The present invention also provides a system for inspecting a component, in particular a component of a turbomachine. Such a system has at least one image-capturing device for capturing an X-ray or CT image of the component and a trained machine learning system that is configured to acquire/receive the image from the image-capturing device and metadata about the component and which is trained to classify the component into a “serviceable” category or a “non-serviceable” category based on this data. Furthermore, the system may be trained and configured to perform one or more of the aforedescribed aspects of an inspection method or training method.

BRIEF DESCRIPTION OF THE DRAWINGS

The invention will now be described in more detail with reference to an exemplary embodiment. The individual features may also be essential to the invention in other combinations within the scope of the other independent claims, and, as above, no distinction is specifically made between different claim categories.

In the drawings,

FIG. 1 shows a schematic view of a turbomachine;

FIG. 2 shows a schematic flow diagram of a method for inspecting a component according to an exemplary embodiment of the present invention;

FIG. 3 shows a schematic flow diagram of a training process for a machine learning system according to an exemplary embodiment of the invention;

FIG. 4 shows a system according to an exemplary embodiment of the invention.

DETAILED DESCRIPTION OF THE DRAWINGS

FIG. 1 shows, in axial section, a turbomachine 1, specifically a turbofan engine. Turbomachine 1 is functionally divided into a compressor 1a, a combustor 1b, and a turbine 1c. Both compressor 1a and turbine 1c are made up of a plurality of stages. Each of the stages is composed of a stator 5 and a rotor 6. Reference numeral 7 indicates the gas flow path; i.e., the compressor gas path in the case of compressor 1a and the hot gas path in the case of turbine 1c. The intake air is compressed in the compressor gas path and is then mixed and burned with jet fuel in the downstream combustor 1b. The hot gas flows through the hot gas path, thereby driving rotors 6, which rotate about axis of rotation 2.
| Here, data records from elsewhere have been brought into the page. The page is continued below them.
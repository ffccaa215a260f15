//! The signed-transport seam between the API client and the network.
//!
//! Authentication is the transport's business: implementations receive
//! requests that must leave the process already signed or carrying
//! credentials. The client only inspects status codes and bodies.

use std::fmt;

use url::Url;

/// Error produced by a transport, passed through to callers unmodified.
pub type TransportError = Box<dyn std::error::Error + Send + Sync>;

/// HTTP methods used by the OSM changeset API.
#[derive(Debug, Clone, Copy, PartialEq, Eq, Hash)]
pub enum Method {
    /// `PUT`, for creating and closing changesets.
    Put,
    /// `POST`, for diff uploads.
    Post,
}

impl fmt::Display for Method {
    fn fmt(&self, f: &mut fmt::Formatter<'_>) -> fmt::Result {
        match self {
            Self::Put => f.write_str("PUT"),
            Self::Post => f.write_str("POST"),
        }
    }
}

/// A request for the transport to sign and send.
#[derive(Debug, Clone, PartialEq, Eq)]
pub struct SignedRequest {
    /// HTTP method.
    pub method: Method,
    /// Absolute endpoint URL.
    pub url: Url,
    /// XML request body, if any.
    pub body: Option<String>,
}

/// Status and body of a completed round trip.
#[derive(Debug, Clone, PartialEq, Eq)]
pub struct TransportResponse {
    /// HTTP status code.
    pub status: u16,
    /// Response body decoded as text.
    pub body: String,
}

impl TransportResponse {
    /// Build a response from its parts.
    pub fn new(status: u16, body: impl Into<String>) -> Self {
        Self {
            status,
            body: body.into(),
        }
    }
}

/// Perform one authenticated HTTP round trip, blocking until it completes.
///
/// Any status code is a successful round trip; only connection-level
/// failures are errors.
///
/// # Examples
///
/// ```
/// use osmchange_api::{SignedRequest, SignedTransport, TransportError, TransportResponse};
///
/// struct AlwaysOk;
///
/// impl SignedTransport for AlwaysOk {
///     fn send(&self, _request: SignedRequest) -> Result<TransportResponse, TransportError> {
///         Ok(TransportResponse::new(200, "1"))
///     }
/// }
/// ```
pub trait SignedTransport {
    /// Send `request` and return the server's response.
    fn send(&self, request: SignedRequest) -> Result<TransportResponse, TransportError>;
}

impl<T> SignedTransport for &T
where
    T: SignedTransport + ?Sized,
{
    fn send(&self, request: SignedRequest) -> Result<TransportResponse, TransportError> {
        (**self).send(request)
    }
}
//! Core model for composing OpenStreetMap changesets from geometries.
//!
//! Responsibilities:
//! - Normalise heterogeneous geometry inputs ([`IntoGeometry`]).
//! - Register nodes, ways and multipolygon relations with placeholder ids
//!   ([`OsmChange`]).
//! - Render the `osmChange` and changeset XML documents ([`xml`]).
//!
//! Boundaries:
//! - No network or file I/O; transmission lives in `osmchange-api`.
//! - Only creation is modelled: no modify or delete, no relation roles
//!   beyond `outer` and `inner`.
//!
//! Invariants:
//! - No global mutable state; a change is owned by one caller at a time.

#![forbid(unsafe_code)]

pub mod change;
pub mod changeset;
pub mod geometry;
pub mod ids;
pub mod xml;

pub use change::{Member, MemberRole, Multipolygon, Node, OsmChange, Tags, Way};
pub use changeset::ChangesetMetadata;
pub use geometry::{Geometry, GeometryKind, GeometryRecord, IntoGeometry, InvalidGeometry};
pub use ids::{NodeId, RelationId, WayId};
pub use xml::XmlError;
FIG. 2 illustrates, in a schematic diagram, a method for inspecting a component 10, in particular a component 10 of a turbomachine, preferably a component 10 of an engine, according to an embodiment of the present invention. In a first step (S1), a component to be inspected arrives at an inspection station 100 (see FIG. 4). In a next step (S2), the component is placed into an image-capturing device 20, and at least one image is captured. In the example described here, an X-ray or CT image of the component is captured at a predetermined angle. Also conceivable are embodiments having, for example, a photo box that captures light images under constant conditions. The predetermined angle may, for example, be selected to obtain a sectional view of the component which brings out component regions that are particularly often damaged during operation.

In subsequent step (S3), the at least one image captured by image-capturing device 20 is provided to a machine learning system 30 having a computer or processing device on which at least one database and a trained self-learning algorithm are stored. Machine learning system 30 first determines whether or not the image of the component, or component 10, shows at least one defect, such as a crack or at least one pore. In addition, machine learning system 30 may output or generate an image in which the detected or identified defects, in particular cracks and/or pores, are marked in the image of component 10. These markings may, for example, by include colored elements corresponding to the shape of the defect, crack, or pore, labels, or the like and may serve as a guide for the inspector/evaluator in marking defects on the real component. If machine learning system 30 has not detected a defect; i.e., a crack or pore, in the complete image, component 10 may be marked as defect-free.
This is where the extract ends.